I am looking to scrape the three items that are highlighted and bordered from the html sample below. I've also highlighted a few markers that look useful.
How would you do this?
A Solution
Ok so this wasn't a great question and I'm actually surprised it didn't get down-voted more! Oh well, here are some bread crumbs for someone else.
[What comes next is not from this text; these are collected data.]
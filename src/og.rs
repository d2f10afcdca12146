
use crate::common::FileReader;
use anyhow::{bail, Result};
use itertools::Itertools;
use smartstring::alias::String as SmartString;
use std::collections::HashMap;

// Cell contents meaning "no gene of this genome in the OG".
const ABSENT: &str = "-";
const GENE_SEPARATOR: char = ',';

// Core fractions below 1 are compared at the two decimals they are typed
// with, so 0.67 selects two of three genomes.
const CORE_PRECISION: f64 = 100.0;

#[derive(Debug, Clone, PartialEq, Eq)]
pub struct Gene {
	pub genome: SmartString,
	pub id: SmartString
}

impl Gene {
	pub fn new(genome: &str, id: &str, genomes: &mut GenomeRegistry) -> Gene {
		genomes.register(genome);
		Gene { genome: genome.into(), id: id.into() }
	}
}

/// Distinct genome names in the order they were first seen.
#[derive(Debug, Default)]
pub struct GenomeRegistry {
	names: Vec<SmartString>
}

impl GenomeRegistry {
	pub fn new() -> GenomeRegistry { GenomeRegistry::default() }

	pub fn register(&mut self, name: &str) -> usize {
		match self.index_of(name) {
			Some(index) => index,
			None => { self.names.push(name.into()); self.names.len() - 1 }
		}
	}

	pub fn index_of(&self, name: &str) -> Option<usize> {
		self.names.iter().position(|n| n.as_str() == name)
	}

	pub fn len(&self) -> usize { self.names.len() }
	pub fn is_empty(&self) -> bool { self.names.is_empty() }

	pub fn iter(&self) -> impl Iterator<Item=&str> {
		self.names.iter().map(|n| n.as_str())
	}
}

/// Orthology group: the genes of one table row, in column order.
#[derive(Debug, Clone, Default)]
pub struct Og {
	genes: Vec<Gene>
}

impl Og {
	pub fn from_row(header: &[&str], cells: &[&str], genomes: &mut GenomeRegistry) -> Og {
		let mut genes = Vec::new();
		// Missing trailing cells are absent genes; cells beyond the header are ignored.
		for (genome, cell) in header.iter().zip(cells) {
			let cell = cell.trim();
			if cell.is_empty() || cell == ABSENT { continue; }
			for id in cell.split(GENE_SEPARATOR).map(str::trim) {
				if id.is_empty() { continue; }
				genes.push(Gene::new(genome, id, genomes));
			}
		}
		Og { genes }
	}

	pub fn genes(&self) -> &[Gene] { &self.genes }

	pub fn genome_genes(&self, genome: &str) -> Vec<&Gene> {
		self.genes.iter().filter(|g| g.genome.as_str() == genome).collect()
	}

	/// Number of distinct genomes with at least one gene in the group.
	pub fn genome_count(&self) -> usize {
		self.genes.iter().map(|g| &g.genome).unique().count()
	}

	/// Largest number of genes contributed by a single genome.
	pub fn max_copies(&self) -> usize {
		let mut copies: HashMap<&str, usize> = HashMap::new();
		for gene in &self.genes {
			*copies.entry(gene.genome.as_str()).or_insert(0) += 1;
		}
		copies.values().cloned().max().unwrap_or(0)
	}
}

#[derive(Debug, Default)]
pub struct OgCollection {
	ogs: Vec<Og>
}

impl OgCollection {
	pub fn new() -> OgCollection { OgCollection::default() }

	pub fn push(&mut self, og: Og) { self.ogs.push(og); }
	pub fn len(&self) -> usize { self.ogs.len() }
	pub fn is_empty(&self) -> bool { self.ogs.is_empty() }
	pub fn ogs(&self) -> &[Og] { &self.ogs }

	/// Keeps only OGs present in at least `min_fraction` of all registered
	/// genomes. A fraction of 0.0 disables the filter, 1.0 or more requires
	/// every genome.
	pub fn filter_core(&mut self, min_fraction: f64, genomes: &GenomeRegistry) {
		if min_fraction == 0.0 || genomes.is_empty() { return; }
		let total = genomes.len() as f64;
		self.ogs.retain(|og| {
			let fraction = og.genome_count() as f64 / total;
			fraction >= min_fraction || (min_fraction < 1.0 &&
				(fraction * CORE_PRECISION).round() / CORE_PRECISION >= min_fraction)
		});
	}

	/// Drops every OG in which some genome contributes more than
	/// `max_copies` genes. Zero disables the filter.
	pub fn remove_inparalogs(&mut self, max_copies: usize) {
		if max_copies == 0 { return; }
		self.ogs.retain(|og| og.max_copies() <= max_copies);
	}

	/// For every OG, in collection order, the genes belonging to `genome`.
	pub fn genome_genes(&self, genome: &str) -> Vec<Vec<&Gene>> {
		self.ogs.iter().map(|og| og.genome_genes(genome)).collect()
	}
}

fn split_row(line: &str) -> Vec<&str> {
	line.trim_end_matches(&['\n', '\r'][..]).split('\t').collect()
}

/// Reads an OG table: a header row of genome names followed by one row per
/// OG. Every header genome is registered, even if it never has a gene.
pub fn read_table(table: &mut FileReader, genomes: &mut GenomeRegistry) -> Result<OgCollection> {
	let mut line = String::new();
	if !table.read_line(&mut line)? {
		bail!("OG table is empty, expected a header row of genome names.");
	}
	let header_line = line.clone();
	let header = split_row(&header_line);
	for genome in &header { genomes.register(genome); }

	let mut collection = OgCollection::new();
	while table.read_line(&mut line)? {
		if line.trim().is_empty() { continue; }
		collection.push(Og::from_row(&header, &split_row(&line), genomes));
	}
	Ok(collection)
}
Three of the four items of info I want are the inner text of a span element with a known id (ie, $0.83 for "yfs_l10_gm150220c00036500"), so I the following helper class seems to be a decent and direct shot:
''''''''''''''''''''''''''''''''''''''''''''''''''''''''''''''''''''''''''''''''''''''''''
' GetSpanTextForId
'
' Returns the inner text from a span element known by the passed id
'
' param doc: the source HTMLDocument
''''''''''''''''''''''''''''''''''''''''''''''''''''''''''''''''''''''''''''''''''''''''''
Function GetSpanTextForId(ByRef doc As HTMLDocument, ByVal spanId As String) As Double
' Error Handling
On Error GoTo ErrHandler
Dim sRoutine As String
sRoutine = cModule & ".GetSpanTextForId"
CheckArgNotNothing doc, "doc"
CheckArgNotBadString spanId, "spanId"
' Procedure
Dim oSpan As HTMLSpanElement
Set oSpan = doc.getElementById(spanId)
Check Not oSpan Is Nothing, "Could not find span with id: " & Bracket(spanId)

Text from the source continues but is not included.